For the relationship between customer and production manager a pattern called the "4- eyes principle" is applied. As long as both can agree on a realization which remains within budget and time and implements the specified goal satisfying the desired quality everything is O.K. . If during calculation or any later stage of the project it becomes visible that the budget will be overrun and they cannot agree on another solution still satisfying the goal and quality, they have to ask their superiors. For them the "4- eyes principle" also applies. As long as they agree, they could change either goal or quality (manager of customer) or the amount of money or time (manager of production manager) within their own goals and budgets. In the worst case this mechanism can escalate to the head of the company, who then has to decide whether to sacrifice goal/quality or to spend additional money from his own reserve.
The same process also works in the other case. As soon as the production manager who is responsible for the economical use of resources ("Simple Design") realizes that not the whole budget will be needed, he has to inform the customer. If they can decide on a sensible use for their specified goal, they can use it, no questions asked. If not, they have to give back the budget to their managers as soon as possible. They will use it to compensate for budget overruns of other projects.

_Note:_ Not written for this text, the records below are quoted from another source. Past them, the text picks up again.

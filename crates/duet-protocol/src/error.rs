//! Error types for the protocol layer.

/// Errors that can occur while encoding or decoding wire messages.
#[derive(Debug, thiserror::Error)]
pub enum ProtocolError {
    /// Serialization failed.
    #[cfg(feature = "json")]
    #[error("encode failed: {0}")]
    Encode(serde_json::Error),

    /// Deserialization failed: malformed JSON, missing fields, or an
    /// unknown event tag.
    #[cfg(feature = "json")]
    #[error("decode failed: {0}")]
    Decode(serde_json::Error),

    /// The message parsed but violates protocol rules, e.g. a `Hello`
    /// with the wrong version, or a frame sent before the handshake.
    #[error("invalid message: {0}")]
    InvalidMessage(String),
}
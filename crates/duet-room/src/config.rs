//! Room configuration.

use serde::{Deserialize, Serialize};

/// Configuration shared by every room a registry creates.
///
/// The waiting-room TTL deliberately lives in
/// [`ReaperConfig`](crate::ReaperConfig) alone: one knob, no drift
/// between the sweeper and the rooms it sweeps.
#[derive(Debug, Clone, Serialize, Deserialize)]
pub struct RoomConfig {
    /// Maximum accepted message body size in bytes.
    pub max_message_len: usize,
}

impl Default for RoomConfig {
    fn default() -> Self {
        Self {
            max_message_len: 4096,
        }
    }
}
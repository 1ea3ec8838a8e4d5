//! Per-connection handler: hello handshake and event routing.
//!
//! Each accepted connection gets its own Tokio task running this handler.
//! The flow is:
//!   1. Receive `Hello` → validate protocol version, bind the identity
//!   2. Register the session with the event hub, send `Welcome`
//!   3. Loop: `select!` over inbound frames and the session's event sink
//!
//! A drop guard turns a vanished connection into the normal cleanup
//! path: implicit leave of every declared room plus hub unregistration.

use std::sync::Arc;
use std::time::{Duration, Instant};

use duet_broadcast::SubscriberId;
use duet_protocol::{
    ClientEvent, Codec, Envelope, JsonCodec, PROTOCOL_VERSION, ProtocolError,
    ServerEvent, UserId,
};
use duet_room::RoomError;
use duet_transport::{Connection, WebSocketConnection};

use crate::ServerError;
use crate::server::ServerState;

/// Drop guard that cleans up a session when the handler exits.
///
/// `Drop` is synchronous, so the async cleanup runs in a spawned task.
/// This fires on clean goodbyes, decode-loop errors, and panics alike:
/// a disconnect is an implicit leave, never a special error path.
struct ConnectionGuard {
    user_id: UserId,
    subscriber: SubscriberId,
    state: Arc<ServerState>,
}

impl Drop for ConnectionGuard {
    fn drop(&mut self) {
        let user_id = self.user_id;
        let subscriber = self.subscriber;
        let state = Arc::clone(&self.state);
        tokio::spawn(async move {
            state.registry.lock().await.leave_all(user_id).await;
            state.hub.unregister(subscriber).await;
        });
    }
}

/// Handles a single connection from accept to close.
pub(crate) async fn handle_connection(
    conn: WebSocketConnection,
    state: Arc<ServerState>,
) -> Result<(), ServerError> {
    let conn_id = conn.id();
    tracing::debug!(%conn_id, "handling new connection");

    let start = Instant::now();
    let mut seq: u64 = 1;

    // --- Step 1: Hello ---
    let user_id = perform_hello(&conn, &state, &mut seq, &start).await?;
    tracing::info!(%conn_id, %user_id, "session established");

    let (events_tx, mut events_rx) = tokio::sync::mpsc::unbounded_channel();
    let subscriber = state.hub.register(events_tx).await;
    let _guard = ConnectionGuard {
        user_id,
        subscriber,
        state: Arc::clone(&state),
    };

    send_event(
        &conn,
        &state.codec,
        ServerEvent::Welcome {
            user_id,
            server_time: unix_millis(),
        },
        &mut seq,
        &start,
    )
    .await?;

    // --- Step 2: event loop ---
    loop {
        tokio::select! {
            inbound = conn.recv() => {
                match inbound {
                    Ok(Some(data)) => {
                        let envelope: Envelope<ClientEvent> =
                            match state.codec.decode(&data) {
                                Ok(env) => env,
                                Err(e) => {
                                    tracing::debug!(
                                        %user_id, error = %e,
                                        "failed to decode frame"
                                    );
                                    continue;
                                }
                            };
                        let close = handle_client_event(
                            &conn, &state, user_id, subscriber,
                            envelope.event, &mut seq, &start,
                        )
                        .await?;
                        if close {
                            break;
                        }
                    }
                    Ok(None) => {
                        tracing::info!(%user_id, "connection closed cleanly");
                        break;
                    }
                    Err(e) => {
                        tracing::debug!(%user_id, error = %e, "recv error");
                        break;
                    }
                }
            }
            Some(event) = events_rx.recv() => {
                send_event(&conn, &state.codec, event, &mut seq, &start).await?;
            }
        }
    }

    // _guard drops here → implicit leave + unregister.
    Ok(())
}

/// Performs the handshake: receive `Hello`, gate the version, reply is
/// sent by the caller once the session is registered.
async fn perform_hello(
    conn: &WebSocketConnection,
    state: &Arc<ServerState>,
    seq: &mut u64,
    start: &Instant,
) -> Result<UserId, ServerError> {
    let data = match tokio::time::timeout(Duration::from_secs(5), conn.recv()).await {
        Ok(Ok(Some(data))) => data,
        Ok(Ok(None)) => {
            return Err(ProtocolError::InvalidMessage(
                "connection closed before hello".into(),
            )
            .into());
        }
        Ok(Err(e)) => return Err(ServerError::Transport(e)),
        Err(_) => {
            return Err(ProtocolError::InvalidMessage("hello timed out".into()).into());
        }
    };

    let envelope: Envelope<ClientEvent> = state.codec.decode(&data)?;

    let (version, user_id) = match envelope.event {
        ClientEvent::Hello { version, user_id } => (version, user_id),
        _ => {
            send_error(conn, &state.codec, 400, "expected Hello", seq, start).await?;
            return Err(ProtocolError::InvalidMessage(
                "first event must be Hello".into(),
            )
            .into());
        }
    };

    if version != PROTOCOL_VERSION {
        send_error(
            conn,
            &state.codec,
            400,
            &format!("version mismatch: expected {PROTOCOL_VERSION}, got {version}"),
            seq,
            start,
        )
        .await?;
        return Err(ProtocolError::InvalidMessage("protocol version mismatch".into()).into());
    }

    Ok(user_id)
}

/// Dispatches one client event. Returns `true` if the connection should
/// close.
async fn handle_client_event(
    conn: &WebSocketConnection,
    state: &Arc<ServerState>,
    user_id: UserId,
    subscriber: SubscriberId,
    event: ClientEvent,
    seq: &mut u64,
    start: &Instant,
) -> Result<bool, ServerError> {
    match event {
        ClientEvent::Hello { .. } => {
            tracing::debug!(%user_id, "ignoring duplicate Hello");
        }

        ClientEvent::CreateRoom {
            profile,
            wanted,
            theme,
        } => {
            let created = state
                .registry
                .lock()
                .await
                .create(user_id, profile, wanted, theme);

            match created {
                Ok(room) => {
                    state.hub.subscribe(room.id, subscriber).await;
                    send_event(
                        conn,
                        &state.codec,
                        ServerEvent::RoomCreated { room: room.clone() },
                        seq,
                        start,
                    )
                    .await?;
                    // Everyone else hears about it through the hub; the
                    // creator already has the direct reply above.
                    state.hub.publish_room_created(&room, Some(subscriber)).await;
                }
                Err(e) => send_room_error(conn, state, user_id, &e, seq, start).await?,
            }
        }

        ClientEvent::ListRooms => {
            let rooms = state.registry.lock().await.list_waiting(None).await;
            send_event(
                conn,
                &state.codec,
                ServerEvent::RoomList { rooms },
                seq,
                start,
            )
            .await?;
        }

        ClientEvent::JoinRoom { room_id } => {
            // Subscribe before joining so the activation event reaches
            // this session too; roll back only what was newly added.
            let newly_subscribed = state.hub.subscribe(room_id, subscriber).await;

            let joined = state.registry.lock().await.join(room_id, user_id).await;

            if let Err(e) = joined {
                if newly_subscribed {
                    state.hub.unsubscribe(room_id, subscriber).await;
                }
                send_room_error(conn, state, user_id, &e, seq, start).await?;
            }
        }

        ClientEvent::LeaveRoom { room_id } => {
            state.registry.lock().await.leave(room_id, user_id).await;
            state.hub.unsubscribe(room_id, subscriber).await;
        }

        ClientEvent::SendMessage { room_id, body } => {
            let sent = state
                .registry
                .lock()
                .await
                .append(room_id, user_id, body)
                .await;

            // Success needs no direct reply: the sender subscribes to
            // rooms it belongs to and receives the message event with
            // everyone else.
            if let Err(e) = sent {
                send_room_error(conn, state, user_id, &e, seq, start).await?;
            }
        }

        ClientEvent::ListMessages { room_id } => {
            let messages = state.registry.lock().await.history(room_id).await;
            send_event(
                conn,
                &state.codec,
                ServerEvent::MessageList { room_id, messages },
                seq,
                start,
            )
            .await?;
        }

        ClientEvent::TypingStart { room_id } => {
            state.hub.publish_typing(room_id, user_id, true).await;
        }

        ClientEvent::TypingStop { room_id } => {
            state.hub.publish_typing(room_id, user_id, false).await;
        }

        ClientEvent::Goodbye => {
            tracing::info!(%user_id, "client said goodbye");
            return Ok(true);
        }
    }

    Ok(false)
}

/// Reports a room-layer failure back to the caller as an error event.
async fn send_room_error(
    conn: &WebSocketConnection,
    state: &Arc<ServerState>,
    user_id: UserId,
    error: &RoomError,
    seq: &mut u64,
    start: &Instant,
) -> Result<(), ServerError> {
    tracing::debug!(%user_id, error = %error, "room operation failed");
    send_error(conn, &state.codec, error.code(), &error.to_string(), seq, start).await
}

/// Sends a `ServerEvent::Error` envelope to the client.
async fn send_error(
    conn: &WebSocketConnection,
    codec: &JsonCodec,
    code: u16,
    message: &str,
    seq: &mut u64,
    start: &Instant,
) -> Result<(), ServerError> {
    send_event(
        conn,
        codec,
        ServerEvent::Error {
            code,
            message: message.to_string(),
        },
        seq,
        start,
    )
    .await
}

/// Wraps an event in an envelope and writes it to the connection.
async fn send_event(
    conn: &WebSocketConnection,
    codec: &JsonCodec,
    event: ServerEvent,
    seq: &mut u64,
    start: &Instant,
) -> Result<(), ServerError> {
    let envelope = Envelope {
        seq: next_seq(seq),
        timestamp: start.elapsed().as_millis() as u64,
        event,
    };
    let bytes = codec.encode(&envelope)?;
    conn.send(&bytes).await.map_err(ServerError::Transport)?;
    Ok(())
}

/// Increments and returns the next sequence number.
fn next_seq(seq: &mut u64) -> u64 {
    let current = *seq;
    *seq += 1;
    current
}

/// Current Unix time in milliseconds.
fn unix_millis() -> u64 {
    std::time::SystemTime::now()
        .duration_since(std::time::UNIX_EPOCH)
        .map(|d| d.as_millis() as u64)
        .unwrap_or(0)
}
//! Structured logging and metrics for the controller manager and host agent.

mod logging;
mod metrics;
mod spans;

pub use logging::{init_logging, LogConfig, LogError, LogFormat};
pub use metrics::Metrics;
pub use spans::{ReconcileSpan, SpanExt};
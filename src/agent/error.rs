use thiserror::Error;

#[derive(Debug, Error)]
pub enum AgentError {
    #[error("Metal is not available on this host")]
    MetalUnavailable,

    #[error("Kubernetes API error: {0}")]
    Kube(#[from] kube::Error),

    #[error("artifact fetch error: {0}")]
    Fetch(#[from] crate::fetch::FetchError),

    #[error(transparent)]
    Io(#[from] std::io::Error),
}
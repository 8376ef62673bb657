use thiserror::Error;

/// Errors surfaced while acquiring a model artifact into the cache.
///
/// The reconciler maps [`FetchError::Copy`] to the `CopyFailed` reason and
/// [`FetchError::Download`] to `DownloadFailed`.
#[derive(Debug, Error)]
pub enum FetchError {
    #[error("local copy failed: {0}")]
    Copy(String),

    #[error("download failed: {0}")]
    Download(String),

    #[error("I/O error: {0}")]
    Io(#[from] std::io::Error),
}
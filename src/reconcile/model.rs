//! Reconciler for the `Model` resource: resolve a declared source to a
//! cached local file, publishing phase and size/metadata along the way.

use std::path::Path;
use std::sync::Arc;
use std::time::{Duration, Instant};

use kube::api::{Api, Patch, PatchParams};
use kube::runtime::controller::Action;
use kube::ResourceExt;
use tracing::{info, instrument, warn};

use crate::api::{GgufMetadataStatus, Model, ModelPhase, ModelStatus};
use crate::gguf::GgufFile;
use crate::telemetry::{ReconcileSpan, SpanExt};

use super::context::Context;
use super::error::ReconcileError;

const CONTROLLER: &str = "model";
const REQUEUE_OK: Duration = Duration::from_secs(30);
const REQUEUE_FAILED: Duration = Duration::from_secs(5 * 60);

#[instrument(skip(model, ctx), fields(status = tracing::field::Empty))]
pub async fn reconcile(model: Arc<Model>, ctx: Arc<Context>) -> Result<Action, ReconcileError> {
    let span = ReconcileSpan::new(&format!("{}/{}", model.namespace().unwrap_or_default(), model.name_any()), CONTROLLER);
    let _enter = span.enter();
    let _guard = ctx.track();
    let started = Instant::now();

    let result = run(&model, &ctx).await;
    span.record_result(&result);
    ctx.metrics.record_reconcile(
        CONTROLLER,
        if result.is_ok() { "success" } else { "failure" },
        started.elapsed().as_secs_f64(),
    );
    result
}

async fn run(model: &Model, ctx: &Context) -> Result<Action, ReconcileError> {
    let namespace = model.namespace().ok_or(ReconcileError::NoNamespace)?;
    let name = model.name_any();
    let api: Api<Model> = Api::namespaced(ctx.client.clone(), &namespace);

    ctx.cache.ensure_namespace_pvc(ctx.client.clone(), &namespace).await?;

    let key = crate::cache::cache_key(&model.spec.source);
    let (path, exists) = ctx.cache.resolve(&namespace, &model.spec.source, "gguf");
    ctx.metrics.record_cache_lookup(exists);

    let local = crate::fetch::is_local(&model.spec.source);

    if exists {
        return publish_ready(&api, &name, model, &path, &key, ModelPhase::Cached, "ModelCached").await;
    }

    ctx.cache.ensure_entry_dir(&namespace, &key)?;

    let (progressing_phase, progressing_reason, progressing_message) = if local {
        (ModelPhase::Copying, "CopyStarted", "copying model artifact")
    } else {
        (ModelPhase::Downloading, "DownloadStarted", "downloading model artifact")
    };
    publish_phase(&api, &name, model, progressing_phase, progressing_reason, progressing_message).await?;

    match crate::fetch::fetch(&model.spec.source, &path).await {
        Ok(_) => publish_ready(&api, &name, model, &path, &key, ModelPhase::Ready, "ModelReady").await,
        Err(e) => {
            warn!(error = %e, "model fetch failed");
            let reason = if local { "CopyFailed" } else { "DownloadFailed" };
            publish_failed(&api, &name, model, reason, &e.to_string()).await?;
            Ok(Action::requeue(REQUEUE_FAILED))
        }
    }
}

async fn publish_ready(
    api: &Api<Model>,
    name: &str,
    model: &Model,
    path: &Path,
    key: &str,
    phase: ModelPhase,
    reason: &str,
) -> Result<Action, ReconcileError> {
    let metadata = parse_gguf_best_effort(path);
    let size = std::fs::metadata(path).ok().map(|m| human_size(m.len()));

    let mut status = model.status.clone().unwrap_or_default();
    status.phase = phase;
    status.path = Some(path.display().to_string());
    status.size = size;
    status.cache_key = Some(key.to_string());
    status.accelerator_ready = Some(true);
    status.metadata = metadata;

    let previous = crate::api::condition::find(&status.conditions, "Available").cloned();
    let condition = crate::api::condition::build("Available", true, reason, "model is ready to serve", previous.as_ref());
    crate::api::condition::upsert(&mut status.conditions, condition);

    patch_status(api, name, status).await?;
    info!(phase = ?phase, "model ready");
    Ok(Action::requeue(REQUEUE_OK))
}

async fn publish_phase(
    api: &Api<Model>,
    name: &str,
    model: &Model,
    phase: ModelPhase,
    reason: &str,
    message: &str,
) -> Result<(), ReconcileError> {
    let mut status = model.status.clone().unwrap_or_default();
    status.phase = phase;
    let previous = crate::api::condition::find(&status.conditions, "Available").cloned();
    let condition = crate::api::condition::build("Available", false, reason, message, previous.as_ref());
    crate::api::condition::upsert(&mut status.conditions, condition);
    patch_status(api, name, status).await
}

async fn publish_failed(api: &Api<Model>, name: &str, model: &Model, reason: &str, error: &str) -> Result<(), ReconcileError> {
    let mut status = model.status.clone().unwrap_or_default();
    status.phase = ModelPhase::Failed;
    let previous = crate::api::condition::find(&status.conditions, "Available").cloned();
    let condition = crate::api::condition::build("Available", false, reason, error, previous.as_ref());
    crate::api::condition::upsert(&mut status.conditions, condition);
    patch_status(api, name, status).await
}

async fn patch_status(api: &Api<Model>, name: &str, status: ModelStatus) -> Result<(), ReconcileError> {
    let patch = serde_json::json!({ "status": status });
    api.patch_status(name, &PatchParams::default(), &Patch::Merge(patch)).await?;
    Ok(())
}

fn parse_gguf_best_effort(path: &Path) -> Option<GgufMetadataStatus> {
    match GgufFile::parse_path(path) {
        Ok(file) => Some(GgufMetadataStatus {
            architecture: file.architecture().map(str::to_string),
            name: file.name().map(str::to_string),
            quantization: Some(file.quantization().to_string()),
            context_length: file.context_length(),
            embedding_length: file.embedding_length(),
            block_count: file.block_count(),
            head_count: file.head_count(),
            tensor_count: Some(file.tensor_count()),
            file_version: Some(file.header.version),
        }),
        Err(e) => {
            warn!(error = %e, path = %path.display(), "gguf metadata parse failed, continuing without it");
            None
        }
    }
}

fn human_size(bytes: u64) -> String {
    const UNITS: &[&str] = &["B", "KiB", "MiB", "GiB", "TiB"];
    let mut value = bytes as f64;
    let mut unit = 0;
    while value >= 1024.0 && unit < UNITS.len() - 1 {
        value /= 1024.0;
        unit += 1;
    }
    format!("{value:.1} {}", UNITS[unit])
}

pub fn error_policy(_model: Arc<Model>, error: &ReconcileError, _ctx: Arc<Context>) -> Action {
    warn!(error = %error, "model reconcile failed");
    Action::requeue(REQUEUE_FAILED)
}
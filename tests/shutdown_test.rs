//! Integration tests for graceful shutdown coordination.

use llmkube_operator::shutdown::{ShutdownCoordinator, ShutdownResult, ShutdownState};
use std::time::Duration;

#[tokio::test]
async fn initial_state_is_running() {
    let coordinator = ShutdownCoordinator::new();
    assert_eq!(coordinator.state().await, ShutdownState::Running);
    assert!(coordinator.is_accepting());
}

#[tokio::test]
async fn track_increments_and_drop_decrements_in_flight() {
    let coordinator = ShutdownCoordinator::new();
    let guard = coordinator.track().unwrap();
    assert_eq!(coordinator.in_flight_count(), 1);
    drop(guard);
    assert_eq!(coordinator.in_flight_count(), 0);
}

#[tokio::test]
async fn initiate_completes_immediately_with_no_in_flight_work() {
    let coordinator = ShutdownCoordinator::new();
    let result = coordinator.initiate(Duration::from_secs(1)).await;
    assert_eq!(result, ShutdownResult::Complete);
    assert_eq!(coordinator.state().await, ShutdownState::Stopped);
}

#[tokio::test]
async fn initiate_times_out_if_work_never_drains() {
    let coordinator = ShutdownCoordinator::new();
    let guard = coordinator.track().unwrap();
    let result = coordinator.initiate(Duration::from_millis(50)).await;
    assert_eq!(result, ShutdownResult::Timeout { remaining: 1 });
    drop(guard);
}

#[tokio::test]
async fn track_refuses_new_work_once_draining_starts() {
    let coordinator = std::sync::Arc::new(ShutdownCoordinator::new());
    let held = coordinator.track().unwrap();

    let draining = coordinator.clone();
    let handle = tokio::spawn(async move { draining.initiate(Duration::from_secs(2)).await });

    // Give the draining transition a chance to land before probing.
    tokio::time::sleep(Duration::from_millis(20)).await;
    assert!(coordinator.track().is_none());

    drop(held);
    let result = handle.await.unwrap();
    assert_eq!(result, ShutdownResult::Complete);
}
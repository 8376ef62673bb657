//! Error types for the GGUF header/metadata parser.

use thiserror::Error;

/// Errors surfaced while decoding a GGUF byte stream.
///
/// Parsing never truncates an out-of-bounds field; a declared length that
/// exceeds the configured safety bound is a hard [`SizeLimitExceeded`]
/// error, and running out of bytes inside a structurally expected field
/// surfaces as [`Io`].
///
/// [`SizeLimitExceeded`]: GgufError::SizeLimitExceeded
/// [`Io`]: GgufError::Io
#[derive(Debug, Error)]
pub enum GgufError {
    #[error("invalid magic: expected GGUF (0x46554747), got {0:#010x}")]
    InvalidMagic(u32),

    #[error("unsupported GGUF version: {0} (supported: 2, 3)")]
    UnsupportedVersion(u32),

    #[error("unknown metadata value type tag: {0}")]
    UnknownValueType(u32),

    #[error("{field} exceeds safety limit: {actual} > {limit}")]
    SizeLimitExceeded {
        field: &'static str,
        actual: u64,
        limit: u64,
    },

    #[error("I/O error reading GGUF stream: {0}")]
    Io(#[from] std::io::Error),
}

In this company it has been understood that planning is an ongoing process and that plans are not cast in stone but a valuable point of reference to measure deviation and taking decisions. It is important to get the warning of planning changes as soon as possible. For this to work it has been guaranteed that if customer and production manager go to their superiors because they see no way of realizing the goal within the given budget their decision won't be second guessed and there will be no pressure applied. Their managers just decide whether to reduce the goal or to increase the budget. This also leads to the important effect that no pair of customer and production manager is afraid of giving back budget when they think they won't need it.
The worst that can happen is a project for which the budget overrun is detected only after it was finished and the bills come still pouring in, or a project for which an budget underrun is detected too late to be used for other important projects in need. Both cases are equally bad.
Another important rule supporting this is that the production team cannot use any resources (i.e. time, specialists) which have not been authorized by customer and production manager.
Apart from "Collective Code Ownership", "Unit Tests", "Continuous Integration" and "Pair Programming" this company seems to apply all practices of XP to their own (non software) project development.
This arrangement worked quite well. It was my job to act as an consultant by gathering information and learning from all stakeholders. His job was the explanation and clarification of the requirements. Together we had to reach an agreement on the business decisions by also using my technical experience as a first filter regarding estimation of effort.
Then usually I had to play the customer in the development team and the client- customer accepted the responsibility to "sell" the emerging system (i.e. our business decisions) to the clients (i.e. end users, upper level management, ...). He even trained the first users.
The success of this kind of arrangement depends on the ability of the client- customer to "sell" the system as intended by the gold owner to the end users. Otherwise (as we learned in a later part of the project) there will be a feature creep not intended by the gold owner.
Most clients have a business problem to be solved. They are looking for a solution which satisfies some stated business goal. They will be looking for a software developing contractor when they think that at least part of the solution can be supplied by an software system.
Thus in reaching their business goal clients have two problems:
The main support the XP practices give the customer for reaching his business goal is by reducing the cost of his learning, i.e. changing his mind and thus changing some already existing parts of the system.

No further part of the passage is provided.